Nevertheless, we acknowledge that with a hospital-based sampling (potential Berkson selection) and retrospective design, our findings reflect an endocrino-pediatric referral population, not community prevalence. Taken together, these findings should be viewed as hypothesis-generating, forming a basis for future multicenter, longitudinal studies with standardized methodology.

5. Conclusions

This study reinforces the high proportion of insulin resistance (IR) in Romanian children with overweight and obesity, emphasizing the need for early identification, especially during puberty. Beyond traditional anthropometric markers, the study highlights the clinical utility of Tg/HDL ratio, fasting glucose, and bioelectrical impedance analysis (BIA)-derived parameters in detecting early metabolic risk.

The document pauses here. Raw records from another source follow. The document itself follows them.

//! Synchronous `fs` built-in over the engine's virtual filesystem
//!
//! Failures are thrown as `Error` objects whose `code` is the Node-style errno
//! name (`ENOENT`, `EROFS`, `ENOTDIR`, `EIO`).

use super::{CapabilityConfig, CapabilityError};
use crate::fs::{FsError, VirtualFs, vpath};
use crate::runtime::throw_with_code;
use boa_engine::{
    Context, JsArgs, JsError, JsResult, JsValue, NativeFunction, js_string,
    object::{ObjectInitializer, builtins::JsArray},
    property::Attribute,
};
use boa_gc::{Finalize, Trace};
use std::{sync::Arc, time::UNIX_EPOCH};

#[derive(Trace, Finalize)]
struct FsCaptures {
    #[unsafe_ignore_trace]
    fs: Arc<dyn VirtualFs>,
    base_path: String,
}

impl FsCaptures {
    fn path_arg(&self, args: &[JsValue], context: &mut Context) -> JsResult<String> {
        let path = args
            .get_or_undefined(0)
            .to_string(context)?
            .to_std_string_escaped();
        Ok(vpath::join(&self.base_path, &path))
    }
}

fn throw(err: FsError, context: &mut Context) -> JsError {
    throw_with_code(err.to_string(), err.code(), context)
}

/// Second argument as an encoding name, either directly or as `{ encoding }`
fn encoding_arg(args: &[JsValue], context: &mut Context) -> JsResult<Option<String>> {
    let options = args.get_or_undefined(1);
    let encoding = match options.as_object() {
        Some(object) => object.get(js_string!("encoding"), context)?,
        None => options.clone(),
    };
    if encoding.is_undefined() || encoding.is_null() {
        return Ok(None);
    }
    Ok(Some(encoding.to_string(context)?.to_std_string_escaped()))
}

fn function<F>(fs: &Arc<dyn VirtualFs>, base_path: &str, f: F) -> NativeFunction
where
    F: Fn(&[JsValue], &FsCaptures, &mut Context) -> JsResult<JsValue> + Copy + 'static,
{
    NativeFunction::from_copy_closure_with_captures(
        move |_this, args, captures: &FsCaptures, context| f(args, captures, context),
        FsCaptures {
            fs: fs.clone(),
            base_path: base_path.to_string(),
        },
    )
}

fn read_file_sync(
    args: &[JsValue],
    captures: &FsCaptures,
    context: &mut Context,
) -> JsResult<JsValue> {
    let path = captures.path_arg(args, context)?;
    let encoding = encoding_arg(args, context)?;
    let bytes = captures.fs.read_file(&path).map_err(|e| throw(e, context))?;
    match encoding {
        Some(_) => Ok(js_string!(String::from_utf8_lossy(&bytes).into_owned()).into()),
        None => {
            let values = bytes.into_iter().map(JsValue::from);
            Ok(JsArray::from_iter(values, context).into())
        }
    }
}

fn write_file_sync(
    args: &[JsValue],
    captures: &FsCaptures,
    context: &mut Context,
) -> JsResult<JsValue> {
    let path = captures.path_arg(args, context)?;
    let data = args
        .get_or_undefined(1)
        .to_string(context)?
        .to_std_string_escaped();
    captures
        .fs
        .write_file(&path, data.as_bytes())
        .map_err(|e| throw(e, context))?;
    Ok(JsValue::undefined())
}

fn exists_sync(
    args: &[JsValue],
    captures: &FsCaptures,
    context: &mut Context,
) -> JsResult<JsValue> {
    let path = captures.path_arg(args, context)?;
    Ok(JsValue::from(captures.fs.exists(&path)))
}

fn readdir_sync(
    args: &[JsValue],
    captures: &FsCaptures,
    context: &mut Context,
) -> JsResult<JsValue> {
    let path = captures.path_arg(args, context)?;
    let entries = captures.fs.read_dir(&path).map_err(|e| throw(e, context))?;
    let names = entries
        .into_iter()
        .map(|entry| JsValue::from(js_string!(entry.name)));
    Ok(JsArray::from_iter(names, context).into())
}

fn stat_sync(args: &[JsValue], captures: &FsCaptures, context: &mut Context) -> JsResult<JsValue> {
    let path = captures.path_arg(args, context)?;
    let stat = captures.fs.stat(&path).map_err(|e| throw(e, context))?;
    let mtime_ms = stat
        .modified
        .duration_since(UNIX_EPOCH)
        .map(|d| d.as_secs_f64() * 1000.0)
        .unwrap_or_default();

    let is_dir = stat.is_dir;
    let object = ObjectInitializer::new(context)
        .property(js_string!("size"), stat.len as f64, Attribute::all())
        .property(js_string!("mtimeMs"), mtime_ms, Attribute::all())
        .function(
            NativeFunction::from_copy_closure(move |_this, _args, _context| {
                Ok(JsValue::from(!is_dir))
            }),
            js_string!("isFile"),
            0,
        )
        .function(
            NativeFunction::from_copy_closure(move |_this, _args, _context| {
                Ok(JsValue::from(is_dir))
            }),
            js_string!("isDirectory"),
            0,
        )
        .build();
    Ok(object.into())
}

fn mkdir_sync(args: &[JsValue], captures: &FsCaptures, context: &mut Context) -> JsResult<JsValue> {
    let path = captures.path_arg(args, context)?;
    captures
        .fs
        .create_dir_all(&path)
        .map_err(|e| throw(e, context))?;
    Ok(JsValue::undefined())
}

fn unlink_sync(
    args: &[JsValue],
    captures: &FsCaptures,
    context: &mut Context,
) -> JsResult<JsValue> {
    let path = captures.path_arg(args, context)?;
    captures.fs.remove(&path).map_err(|e| throw(e, context))?;
    Ok(JsValue::undefined())
}

pub(super) fn install(config: &mut CapabilityConfig<'_>) -> Result<(), CapabilityError> {
    let (fs, base) = (config.fs, config.base_path);
    let functions: [(&str, NativeFunction, usize); 7] = [
        ("readFileSync", function(fs, base, read_file_sync), 2),
        ("writeFileSync", function(fs, base, write_file_sync), 2),
        ("existsSync", function(fs, base, exists_sync), 1),
        ("readdirSync", function(fs, base, readdir_sync), 1),
        ("statSync", function(fs, base, stat_sync), 1),
        ("mkdirSync", function(fs, base, mkdir_sync), 1),
        ("unlinkSync", function(fs, base, unlink_sync), 1),
    ];

    let module = {
        let mut builder = ObjectInitializer::new(config.context);
        for (name, function, length) in functions {
            builder.function(function, js_string!(name), length);
        }
        builder.build()
    };

    config.provide_module("fs", module);
    Ok(())
}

The novel PCA-based dimensional reduction in BIA data identified two distinct metabolic profiles—fat-free mass and adiposity—underlining the heterogeneity of pediatric obesity phenotypes. While higher lean mass in IR subjects may seem paradoxical, it likely reflects overall body mass rather than metabolic protection, reinforcing the importance of integrated interpretation of body composition and biochemical markers. As a pilot study, our findings should be interpreted with caution due to inherent limitations, including sample size and lack of longitudinal follow-up; nonetheless, they offer important preliminary insights that warrant confirmation in larger, multicenter cohorts. Together, these findings support a more nuanced, phenotype-driven approach to IR risk stratification in pediatric practice and advocate for the integration of accessible, non-invasive tools like BIA in early screening strategies.